Un député conservateur a averti que les migrants traversant la Manche seraient confrontés à une « loterie » entre un hôtel dans le Kent ou un avion à destination du Rwanda. Sir Tim Loughton, qui a brièvement présidé le comité restreint des affaires intérieures, a fait cette affirmation lors d’une apparition dans l’émission Newsnight de la BBC hier.

Le député d’East Worthing & Shoreham, partisan du Brexit, a déclaré: « Si nous pouvons réellement le voir fonctionner, ce sera un moyen de dissuasion.

« Ce sera une loterie pour savoir si vous vous retrouvez dans un hôtel du Kent ou dans un avion pour le Rwanda ».

La ministre de l’Intérieur, Suella Braverman, a affirmé que ce serait son « rêve » de voir un vol transportant des migrants traversant la Manche s’envoler vers le Rwanda.

Cependant, le plan du gouvernement visant à dissuader ceux qui traversent la Manche en en envoyant certains en Afrique de l’Est ne devrait pas démarrer avant Noël en raison de la politique combattue par les tribunaux.

Répondant aux inquiétudes concernant les migrants albanais qui constituent un grand nombre de ceux qui effectuent le périlleux voyage de 21 milles, Sir Tim a ajouté : « Le vrai problème que nous avons en ce moment est cette augmentation de 12 000 Albanais cette année.
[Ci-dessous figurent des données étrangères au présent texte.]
//! Reply extraction from upstream response bodies.
//!
//! Known shapes, tried in order:
//! 1. `[{"generated_text": "..."}]` (text-generation inference)
//! 2. `{"choices": [{"message": {"content": "..."}}]}` (chat completions)
//! 3. `{"content": [{"text": "..."}]}` or the same under `result`
//! 4. `{"generated_text": "..."}`

use serde_json::Value;

use crate::config::{ExtractMode, UpstreamConfig};

/// Why no reply could be extracted.
#[derive(Debug, Clone, PartialEq, Eq, thiserror::Error)]
pub enum ExtractError {
    #[error("no known reply field in response")]
    UnknownShape,

    #[error("reply field is empty")]
    EmptyReply,
}

/// Pull the generated text out of a response body, if the shape is known.
pub fn extract_text(body: &Value) -> Option<String> {
    if let Some(items) = body.as_array() {
        return items
            .first()
            .and_then(|item| item.get("generated_text"))
            .and_then(Value::as_str)
            .map(str::to_string);
    }

    if let Some(choice) = body.get("choices").and_then(|c| c.get(0)) {
        let text = choice
            .get("message")
            .and_then(|m| m.get("content"))
            .or_else(|| choice.get("text"))
            .and_then(Value::as_str);
        if let Some(text) = text {
            return Some(text.to_string());
        }
    }

    let content = body
        .get("content")
        .or_else(|| body.get("result").and_then(|r| r.get("content")))
        .or_else(|| body.get("result").filter(|r| r.is_array()))
        .and_then(Value::as_array);
    if let Some(parts) = content {
        let texts: Vec<&str> = parts
            .iter()
            .filter_map(|part| part.as_str().or_else(|| part.get("text")?.as_str()))
            .collect();
        if !texts.is_empty() {
            return Some(texts.concat());
        }
    }

    body.get("generated_text")
        .and_then(Value::as_str)
        .map(str::to_string)
}

/// Configured extraction behavior shared by every provider.
#[derive(Debug, Clone)]
pub struct ReplyExtractor {
    mode: ExtractMode,
    placeholder: Option<String>,
    strip_prompt_echo: bool,
}

impl Default for ReplyExtractor {
    fn default() -> Self {
        Self {
            mode: ExtractMode::Strict,
            placeholder: None,
            strip_prompt_echo: false,
        }
    }
}

impl ReplyExtractor {
    pub fn strict() -> Self {
        Self::default()
    }

    /// Unknown shapes fall back to `placeholder`, or to the body's JSON text.
    pub fn lenient(placeholder: Option<String>) -> Self {
        Self {
            mode: ExtractMode::Lenient,
            placeholder,
            strip_prompt_echo: false,
        }
    }

    pub fn stripping_prompt_echo(mut self, strip: bool) -> Self {
        self.strip_prompt_echo = strip;
        self
    }

    pub fn from_config(config: &UpstreamConfig) -> Self {
        Self {
            mode: config.extract,
            placeholder: config.placeholder.clone(),
            strip_prompt_echo: config.strip_prompt_echo,
        }
    }

    /// Extract the reply text. `prompt` is the text sent upstream, removed
    /// from the front of the reply when echo stripping is enabled.
    pub fn extract(&self, body: &Value, prompt: Option<&str>) -> Result<String, ExtractError> {
        let reply = extract_text(body).map(|text| {
            let text = match prompt {
                Some(prompt) if self.strip_prompt_echo && !prompt.is_empty() => {
                    text.strip_prefix(prompt).unwrap_or(text.as_str())
                }
                _ => text.as_str(),
            };
            text.trim().to_string()
        });

        match (reply, self.mode) {
            (Some(reply), _) if !reply.is_empty() => Ok(reply),
            (Some(_), ExtractMode::Strict) => Err(ExtractError::EmptyReply),
            (None, ExtractMode::Strict) => Err(ExtractError::UnknownShape),
            (_, ExtractMode::Lenient) => Ok(self.fallback(body)),
        }
    }

    fn fallback(&self, body: &Value) -> String {
        if let Some(text) = body.as_str() {
            return text.trim().to_string();
        }
        match &self.placeholder {
            Some(placeholder) => placeholder.clone(),
            None => body.to_string(),
        }
    }
}

#[cfg(test)]
mod tests {
    use super::*;
    use serde_json::json;

    #[test]
    fn test_generated_text_array() {
        let body = json!([{"generated_text": "hello"}]);
        assert_eq!(extract_text(&body).as_deref(), Some("hello"));
        assert_eq!(ReplyExtractor::strict().extract(&body, None).unwrap(), "hello");
    }

    #[test]
    fn test_chat_choices() {
        let body = json!({"choices": [{"message": {"content": "hi"}}]});
        assert_eq!(ReplyExtractor::strict().extract(&body, None).unwrap(), "hi");
    }

    #[test]
    fn test_completion_choices_text() {
        let body = json!({"choices": [{"text": " done "}]});
        assert_eq!(ReplyExtractor::strict().extract(&body, None).unwrap(), "done");
    }

    #[test]
    fn test_content_array() {
        let body = json!({"content": [{"type": "text", "text": "a"}, {"type": "text", "text": "b"}]});
        assert_eq!(extract_text(&body).as_deref(), Some("ab"));

        let nested = json!({"result": {"content": ["x", "y"]}});
        assert_eq!(extract_text(&nested).as_deref(), Some("xy"));
    }

    #[test]
    fn test_top_level_generated_text() {
        let body = json!({"generated_text": "plain"});
        assert_eq!(extract_text(&body).as_deref(), Some("plain"));
    }

    #[test]
    fn test_array_shape_wins_over_later_shapes() {
        let body = json!([{"generated_text": "first"}, {"generated_text": "second"}]);
        assert_eq!(extract_text(&body).as_deref(), Some("first"));
    }

    #[test]
    fn test_strict_unknown_shape_fails() {
        let body = json!({"error": "loading"});
        assert_eq!(
            ReplyExtractor::strict().extract(&body, None),
            Err(ExtractError::UnknownShape)
        );
    }

    #[test]
    fn test_strict_empty_reply_fails() {
        let body = json!([{"generated_text": "   "}]);
        assert_eq!(
            ReplyExtractor::strict().extract(&body, None),
            Err(ExtractError::EmptyReply)
        );
    }

    #[test]
    fn test_lenient_placeholder() {
        let body = json!({"unexpected": true});
        let extractor = ReplyExtractor::lenient(Some("(no reply)".to_string()));
        assert_eq!(extractor.extract(&body, None).unwrap(), "(no reply)");
    }

    #[test]
    fn test_lenient_without_placeholder_returns_body_text() {
        let body = json!({"unexpected": true});
        let extractor = ReplyExtractor::lenient(None);
        assert_eq!(extractor.extract(&body, None).unwrap(), r#"{"unexpected":true}"#);

        let string_body = json!("  just text ");
        assert_eq!(extractor.extract(&string_body, None).unwrap(), "just text");
    }

    #[test]
    fn test_prompt_echo_is_stripped() {
        let prompt = "User: hi\nAssistant:";
        let body = json!([{"generated_text": "User: hi\nAssistant: hello there"}]);

        let stripping = ReplyExtractor::strict().stripping_prompt_echo(true);
        assert_eq!(stripping.extract(&body, Some(prompt)).unwrap(), "hello there");

        let keeping = ReplyExtractor::strict();
        assert_eq!(
            keeping.extract(&body, Some(prompt)).unwrap(),
            "User: hi\nAssistant: hello there"
        );
    }

    #[test]
    fn test_echo_strip_ignores_non_prefix() {
        let body = json!([{"generated_text": "fresh answer"}]);
        let extractor = ReplyExtractor::strict().stripping_prompt_echo(true);
        assert_eq!(
            extractor.extract(&body, Some("User: hi")).unwrap(),
            "fresh answer"
        );
    }
}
« L’Albanie n’est pas en guerre, l’Albanie n’a pas de gros problème de droits de l’homme.

« Il y a deux ans, il y avait 50 personnes qui traversaient la Manche depuis l’Albanie, rien n’a changé pendant ces deux années. »

Le député conservateur, qui est entré pour la première fois aux Communes en 1997 et est revenu en 2019 avec une majorité de 7 474, a également suggéré que le gouvernement britannique pourrait séparer les Albanais des autres traversant la Manche.

Le Premier ministre Rishi Sunak cherche également à signer un nouvel accord avec Emmanuel Macron qui comprendra de nouveaux objectifs pour empêcher les bateaux d’atteindre le Royaume-Uni.

L’accord comprendra un nombre minimum d’officiers français qui patrouillent à tout moment sur les plages du nord du pays, a révélé le Times.

Le ministère de l’Intérieur introduira également de nouveaux objectifs internes pour traiter 80 % des demandes d’asile dans un délai de six mois.

Le Royaume-Uni a versé à la France 54 millions de livres sterling l’année dernière dans le but de réduire le nombre de traversées de la Manche.